_Material for the task_
###
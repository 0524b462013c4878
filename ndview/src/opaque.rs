//! Layout-erased views over arrays of frames.

use core::fmt;
use core::marker;
use core::slice;

use ndview_core::{
    check_axis, check_shape, Const, Dimension, Error, FrameFormat, Indices, InsertAxis, Mut,
    Mutability, RemoveAxis, Result, SliceView, Span, View,
};

use crate::strided::{check_same_shape, StridedView};

/// A view over an array of frames whose internal layout is only known to the
/// frame format `F`.
///
/// This is a strided byte view of one extra, innermost axis which spans the
/// bytes `0..frame_size` of every frame with a stride of one. That axis is
/// hidden from the public surface and is never partially sectioned, so a
/// frame is always handled as a whole.
pub struct OpaqueView<'a, F, D, M = Const>
where
    D: InsertAxis,
{
    base: StridedView<'a, u8, D::Larger, M>,
    format: F,
}

impl<'a, F, D, M> OpaqueView<'a, F, D, M>
where
    F: FrameFormat,
    D: InsertAxis,
    M: Mutability,
{
    /// Construct a null view of the given format.
    pub fn null(format: F) -> Self {
        Self {
            base: StridedView::null(),
            format,
        }
    }

    /// Construct a view from its raw parts.
    ///
    /// # Safety
    ///
    /// Caller must ensure that every frame reachable through `shape` and
    /// `strides` lies within one allocation which outlives `'a`, and which is
    /// valid for writes if `M` is [Mut].
    pub unsafe fn new_unchecked(ptr: *mut u8, shape: D, strides: D, format: F) -> Result<Self> {
        check_shape(&shape)?;
        let frame_size = format.frame_size() as isize;
        let base = StridedView::new_unchecked(ptr, shape.push(frame_size), strides.push(1))?;
        Ok(Self { base, format })
    }

    /// Construct a view with default strides from its raw parts.
    ///
    /// # Safety
    ///
    /// See [OpaqueView::new_unchecked].
    pub unsafe fn with_default_strides(
        ptr: *mut u8,
        shape: D,
        format: F,
        frame_padding: usize,
    ) -> Result<Self> {
        let strides = Self::default_strides(shape, &format, frame_padding);
        Self::new_unchecked(ptr, shape, strides, format)
    }

    /// Construct from a byte view whose innermost axis covers exactly one
    /// frame with a stride of one.
    pub fn from_base(base: StridedView<'a, u8, D::Larger, M>, format: F) -> Result<Self> {
        let inner = D::NDIM;

        if base.shape().as_slice()[inner] != format.frame_size() as isize
            || base.strides().as_slice()[inner] != 1
        {
            return Err(Error::LayoutMismatch {
                reason: "innermost byte axis does not span one frame",
            });
        }

        Ok(Self { base, format })
    }

    /// Row-major strides for `shape` where each frame is followed by
    /// `frame_padding` bytes.
    ///
    /// ```
    /// use ndview::{OpaqueView, RawFormat};
    ///
    /// let format = RawFormat::new(4);
    /// let strides = OpaqueView::<RawFormat, [isize; 3]>::default_strides([10, 3, 4], &format, 0);
    /// assert_eq!(strides, [48, 16, 4]);
    ///
    /// let strides = OpaqueView::<RawFormat, [isize; 2]>::default_strides([3, 4], &format, 2);
    /// assert_eq!(strides, [24, 6]);
    /// ```
    pub fn default_strides(shape: D, format: &F, frame_padding: usize) -> D {
        let mut strides = D::zeros();
        let mut stride = (format.frame_size() + frame_padding) as isize;

        for (s, &n) in strides
            .as_mut_slice()
            .iter_mut()
            .zip(shape.as_slice())
            .rev()
        {
            *s = stride;
            stride *= n;
        }

        strides
    }

    /// The padding in bytes following each frame, if the axes from
    /// `minimal_dimension` inwards have default strides.
    pub fn default_strides_padding(&self, minimal_dimension: usize) -> Option<usize> {
        let shape = self.shape();
        let strides = self.strides();
        let (shape, strides) = (shape.as_slice(), strides.as_slice());

        let inner = match strides.last() {
            Some(&inner) => inner,
            None => return Some(0),
        };

        let padding = inner - self.format.frame_size() as isize;

        if padding < 0 {
            return None;
        }

        for axis in (minimal_dimension..D::NDIM.saturating_sub(1)).rev() {
            if strides[axis] != shape[axis + 1] * strides[axis + 1] {
                return None;
            }
        }

        Some(padding as usize)
    }

    /// Test if the axes from `minimal_dimension` inwards have default strides
    /// with any frame padding.
    pub fn has_default_strides(&self, minimal_dimension: usize) -> bool {
        self.default_strides_padding(minimal_dimension).is_some()
    }

    /// Test if the axes from `minimal_dimension` inwards have default strides
    /// without frame padding.
    pub fn has_default_strides_without_padding(&self, minimal_dimension: usize) -> bool {
        self.default_strides_padding(minimal_dimension) == Some(0)
    }

    /// Test if this is a null view.
    #[inline]
    pub fn is_null(&self) -> bool {
        self.base.is_null()
    }

    /// The address of the first byte of the frame at the origin.
    #[inline]
    pub fn start(&self) -> *const u8 {
        self.base.start()
    }

    /// The extent along every frame axis.
    pub fn shape(&self) -> D {
        head(&self.base.shape())
    }

    /// The byte stride of every frame axis.
    pub fn strides(&self) -> D {
        head(&self.base.strides())
    }

    /// The number of frames in the view.
    pub fn size(&self) -> usize {
        self.shape().size()
    }

    /// The span covering the whole view.
    pub fn full_span(&self) -> Span<D> {
        Span::full(self.shape())
    }

    /// The format of every frame.
    #[inline]
    pub fn frame_format(&self) -> &F {
        &self.format
    }

    /// The underlying byte view, including the innermost byte axis.
    #[inline]
    pub fn base_view(&self) -> &StridedView<'a, u8, D::Larger, M> {
        &self.base
    }

    /// Index every frame axis, producing a view of the single frame at
    /// `coord`.
    pub fn at(&self, coord: D) -> Result<OpaqueView<'a, F, [isize; 0], M>> {
        Ok(OpaqueView {
            base: self.base.fix_leading::<[isize; 1]>(coord.as_slice())?,
            format: self.format,
        })
    }

    /// The frame handle of the frame at `coord`.
    pub fn frame_at(&self, coord: D) -> Result<FrameHandle<'a, F, M>> {
        self.at(coord)?.frame_handle()
    }

    /// Fix `axis` to `index`, producing a view of one dimension less.
    pub fn slice(&self, index: isize, axis: usize) -> Result<OpaqueView<'a, F, D::Smaller, M>>
    where
        D: RemoveAxis,
        D::Smaller: InsertAxis,
    {
        check_axis::<D>(axis)?;

        Ok(OpaqueView {
            base: self.base.slice_to(index, axis)?,
            format: self.format,
        })
    }

    /// Section a frame axis over `start..end` with `step`.
    pub fn axis_section(&self, axis: usize, start: isize, end: isize, step: isize) -> Result<Self> {
        check_axis::<D>(axis)?;

        Ok(Self {
            base: self.base.axis_section(axis, start, end, step)?,
            format: self.format,
        })
    }

    /// Section every frame axis, keeping every frame whole.
    pub fn section(&self, start: D, end: D, steps: D) -> Result<Self> {
        let frame_size = self.format.frame_size() as isize;

        let base = self
            .base
            .section(start.push(0), end.push(frame_size), steps.push(1))?;

        Ok(Self {
            base,
            format: self.format,
        })
    }

    /// Section every frame axis over `span` with `steps`.
    pub fn section_span(&self, span: Span<D>, steps: D) -> Result<Self> {
        self.section(span.start, span.end, steps)
    }

    /// Replace the described region and format with that of `other`.
    pub fn reset(&mut self, other: Self) {
        tracing::trace!(shape = ?other.shape(), format = ?other.format, "reset opaque view");
        *self = other;
    }

    /// Test if both views have identical descriptors and frame formats.
    pub fn same<N>(&self, other: &OpaqueView<'_, F, D, N>) -> bool
    where
        N: Mutability,
    {
        self.base.same(&other.base) && self.format == other.format
    }

    /// Deep comparison of every frame against `other`.
    ///
    /// Fails if the shapes differ or if the frame formats are not
    /// compatible.
    pub fn compare<N>(&self, other: &OpaqueView<'_, F, D, N>) -> Result<bool>
    where
        N: Mutability,
    {
        self.check_compatible(other)?;

        for coord in Indices::new(self.shape()) {
            // SAFETY: both views share the same in-bounds frame coordinates and
            // compatible frame formats.
            let equal = unsafe {
                self.format.compare_frame(
                    self.frame_ptr(&coord),
                    &other.format,
                    other.frame_ptr(&coord),
                )
            };

            if !equal {
                return Ok(false);
            }
        }

        Ok(true)
    }

    /// Convert into a read-only view of the same frames.
    pub fn as_const(&self) -> OpaqueView<'a, F, D, Const> {
        OpaqueView {
            base: self.base.as_const(),
            format: self.format,
        }
    }

    /// Iterate over the handles of every frame in row-major order.
    pub fn frames(&self) -> Frames<'a, F, D, M> {
        let indices = if self.is_null() {
            None
        } else {
            Some(Indices::new(self.shape()))
        };

        Frames {
            view: *self,
            indices,
        }
    }

    fn check_compatible<N>(&self, other: &OpaqueView<'_, F, D, N>) -> Result<()>
    where
        N: Mutability,
    {
        self.base.check_null()?;
        other.base.check_null()?;
        check_same_shape(&self.shape(), &other.shape())?;

        if !self.format.is_compatible(&other.format) {
            return Err(Error::FormatMismatch {
                left: self.format.frame_size(),
                right: other.format.frame_size(),
            });
        }

        Ok(())
    }

    /// Pointer to the frame at `coord`, which is not bounds checked.
    fn frame_ptr(&self, coord: &D) -> *mut u8 {
        let offset: isize = coord
            .as_slice()
            .iter()
            .zip(self.strides().as_slice())
            .map(|(c, s)| c * s)
            .sum();

        (self.base.start() as *mut u8).wrapping_offset(offset)
    }
}
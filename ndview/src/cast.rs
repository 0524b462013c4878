//! Zero-copy casts between typed and opaque views.
//!
//! Casting to an opaque view absorbs the innermost axes of a typed view into
//! an [NdFormat] frame, casting back expands the frame into axes again. Both
//! directions are pure reinterpretation: the address, the outer shape and
//! strides, every wraparound triple and the start time of timed views are
//! carried over unchanged.

use core::mem;

use ndview_core::{Dimension, Element, Error, FrameFormat, InsertAxis, Mutability, Result};

use crate::format::NdFormat;
use crate::opaque::OpaqueView;
use crate::strided::StridedView;
use crate::timed::TimedView;
use crate::wrap::WrapView;

impl<'a, T, D, M> StridedView<'a, T, D, M>
where
    T: Element,
    D: Dimension,
    M: Mutability,
{
    /// Cast into an opaque view of dimension `O`, absorbing the innermost
    /// `D::NDIM - O::NDIM` axes into the frame format.
    ///
    /// The format is synthesized from `T` and the absorbed axes, which must
    /// have positive strides.
    ///
    /// ```
    /// use ndview::{FrameFormat, StridedView};
    ///
    /// let data = (0i32..24).collect::<Vec<_>>();
    /// let view = StridedView::from_slice(&data, [2, 3, 4])?;
    ///
    /// let opaque = view.to_opaque::<[isize; 1]>()?;
    /// assert_eq!(opaque.shape(), [2]);
    /// assert_eq!(opaque.frame_format().frame_size(), 48);
    /// assert_eq!(opaque.start(), view.start().cast());
    /// # Ok::<_, ndview::Error>(())
    /// ```
    pub fn to_opaque<O>(&self) -> Result<OpaqueView<'a, NdFormat, O, M>>
    where
        O: InsertAxis,
    {
        self.check_null()?;
        frame_axes::<D, O>()?;
        let shape = self.shape();
        let strides = self.strides();

        let format = NdFormat::new(
            mem::size_of::<T>(),
            mem::align_of::<T>(),
            &shape.as_slice()[O::NDIM..],
            &strides.as_slice()[O::NDIM..],
        )
        .map_err(rejected)?;

        self.build_opaque(format)
    }

    /// Cast into an opaque view of dimension `O` with an existing format,
    /// which must agree with `T` and the absorbed axes.
    pub fn to_opaque_with<O>(&self, format: NdFormat) -> Result<OpaqueView<'a, NdFormat, O, M>>
    where
        O: InsertAxis,
    {
        self.check_null()?;
        frame_axes::<D, O>()?;
        check_element::<T>(&format)?;

        let shape = self.shape();
        let strides = self.strides();

        if format.shape() != &shape.as_slice()[O::NDIM..] {
            return Err(layout_mismatch("frame shape differs from the absorbed axes"));
        }

        if format.strides() != &strides.as_slice()[O::NDIM..] {
            return Err(layout_mismatch("frame strides differ from the absorbed axes"));
        }

        self.build_opaque(format)
    }

    /// Cast an opaque view back into a typed view, expanding each frame into
    /// `D::NDIM - O::NDIM` innermost axes of `T`.
    ///
    /// Fails with [Error::LayoutMismatch] if the frame format disagrees with
    /// `T` on element size or alignment, or if the frame has a different
    /// number of axes.
    pub fn from_opaque<O>(view: &OpaqueView<'a, NdFormat, O, M>) -> Result<Self>
    where
        O: InsertAxis,
    {
        let format = *view.frame_format();

        if frame_axes::<D, O>()? != format.ndim() {
            return Err(layout_mismatch("frame dimension differs from the target"));
        }

        check_element::<T>(&format)?;

        if view.is_null() {
            return Err(Error::NullView);
        }

        let outer_shape = view.shape();
        let outer_strides = view.strides();

        let (shape, strides) = match (
            D::from_parts(outer_shape.as_slice(), format.shape()),
            D::from_parts(outer_strides.as_slice(), format.strides()),
        ) {
            (Some(shape), Some(strides)) => (shape, strides),
            _ => return Err(layout_mismatch("frame dimension differs from the target")),
        };

        tracing::trace!(shape = ?shape, strides = ?strides, "cast opaque view to typed view");
        Ok(view.base_view().reinterpret(shape, strides))
    }

    fn build_opaque<O>(&self, format: NdFormat) -> Result<OpaqueView<'a, NdFormat, O, M>>
    where
        O: InsertAxis,
    {
        let shape = self.shape();
        let strides = self.strides();
        let frame_size = format.frame_size() as isize;

        let (shape, strides) = match (
            O::from_slice(&shape.as_slice()[..O::NDIM]),
            O::from_slice(&strides.as_slice()[..O::NDIM]),
        ) {
            (Some(shape), Some(strides)) => (shape.push(frame_size), strides.push(1)),
            _ => return Err(layout_mismatch("frame dimension differs from the target")),
        };

        tracing::trace!(shape = ?shape, format = ?format, "cast typed view to opaque view");
        OpaqueView::from_base(self.reinterpret(shape, strides), format)
    }
}

impl<'a, T, D, M> WrapView<StridedView<'a, T, D, M>>
where
    T: Element,
    D: Dimension,
    M: Mutability,
{
    /// Cast into an opaque wraparound view of dimension `O`.
    ///
    /// The absorbed axes must be unremapped: starting at zero with a step of
    /// one over their full raw extent.
    pub fn to_opaque<O>(&self) -> Result<WrapView<OpaqueView<'a, NdFormat, O, M>>>
    where
        O: InsertAxis,
    {
        let n = O::NDIM;
        frame_axes::<D, O>()?;

        let raw = self.raw_shape();
        let (origin, steps, shape) = (self.wrap_origin(), self.wrap_steps(), self.shape());

        let unmapped = (n..D::NDIM).all(|axis| {
            origin.as_slice()[axis] == 0
                && steps.as_slice()[axis] == 1
                && shape.as_slice()[axis] == raw.as_slice()[axis]
        });

        if !unmapped {
            return Err(layout_mismatch("frame axes of a wraparound view are remapped"));
        }

        let base = self.base_view().to_opaque::<O>()?;

        match (
            O::from_slice(&origin.as_slice()[..n]),
            O::from_slice(&steps.as_slice()[..n]),
            O::from_slice(&shape.as_slice()[..n]),
        ) {
            (Some(origin), Some(steps), Some(shape)) => {
                Ok(WrapView::from_parts(base, origin, steps, shape))
            }
            _ => Err(layout_mismatch("frame dimension differs from the target")),
        }
    }

    /// Cast an opaque wraparound view back into a typed one, adding
    /// unremapped frame axes.
    pub fn from_opaque<O>(view: &WrapView<OpaqueView<'a, NdFormat, O, M>>) -> Result<Self>
    where
        O: InsertAxis,
    {
        let base = StridedView::<'a, T, D, M>::from_opaque(view.base_view())?;
        let format = view.base_view().frame_format();
        let k = format.ndim();

        let zeros = [0; ndview_core::MAX_NDIM];
        let ones = [1; ndview_core::MAX_NDIM];

        match (
            D::from_parts(view.wrap_origin().as_slice(), &zeros[..k]),
            D::from_parts(view.wrap_steps().as_slice(), &ones[..k]),
            D::from_parts(view.shape().as_slice(), format.shape()),
        ) {
            (Some(origin), Some(steps), Some(shape)) => {
                Ok(WrapView::from_parts(base, origin, steps, shape))
            }
            _ => Err(layout_mismatch("frame dimension differs from the target")),
        }
    }
}

impl<'a, T, D, M> TimedView<StridedView<'a, T, D, M>>
where
    T: Element,
    D: Dimension,
    M: Mutability,
{
    /// Cast into an opaque timed view of dimension `O`, keeping the start
    /// time.
    pub fn to_opaque<O>(&self) -> Result<TimedView<OpaqueView<'a, NdFormat, O, M>>>
    where
        O: InsertAxis,
    {
        TimedView::new(self.non_timed().to_opaque::<O>()?, self.start_time())
    }

    /// Cast an opaque timed view back into a typed one, keeping the start
    /// time.
    pub fn from_opaque<O>(view: &TimedView<OpaqueView<'a, NdFormat, O, M>>) -> Result<Self>
    where
        O: InsertAxis,
    {
        TimedView::new(WrapView::from_opaque(&view.non_timed())?, view.start_time())
    }
}

/// The number of axes absorbed into a frame when casting between `D` and
/// `O`.
fn frame_axes<D, O>() -> Result<usize>
where
    D: Dimension,
    O: Dimension,
{
    D::NDIM
        .checked_sub(O::NDIM)
        .ok_or_else(|| layout_mismatch("opaque view has more axes than the typed view"))
}

fn check_element<T>(format: &NdFormat) -> Result<()>
where
    T: Element,
{
    if format.elem_size() != mem::size_of::<T>() {
        return Err(layout_mismatch("element size differs from the frame format"));
    }

    if format.elem_alignment() != mem::align_of::<T>() {
        return Err(layout_mismatch("element alignment differs from the frame format"));
    }

    Ok(())
}

fn layout_mismatch(reason: &'static str) -> Error {
    tracing::debug!(reason, "rejected cast");
    Error::LayoutMismatch { reason }
}

fn rejected(error: Error) -> Error {
    tracing::debug!(%error, "rejected cast");
    error
}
###
_Goal of the exercise_
Above are some records. Copy each of their lines that holds the string "must".

_Output of the exercise_
    /// Caller must ensure that every frame reachable through `shape` and
    /// The format is synthesized from `T` and the absorbed axes, which must
    /// which must agree with `T` and the absorbed axes.
    /// The absorbed axes must be unremapped: starting at zero with a step of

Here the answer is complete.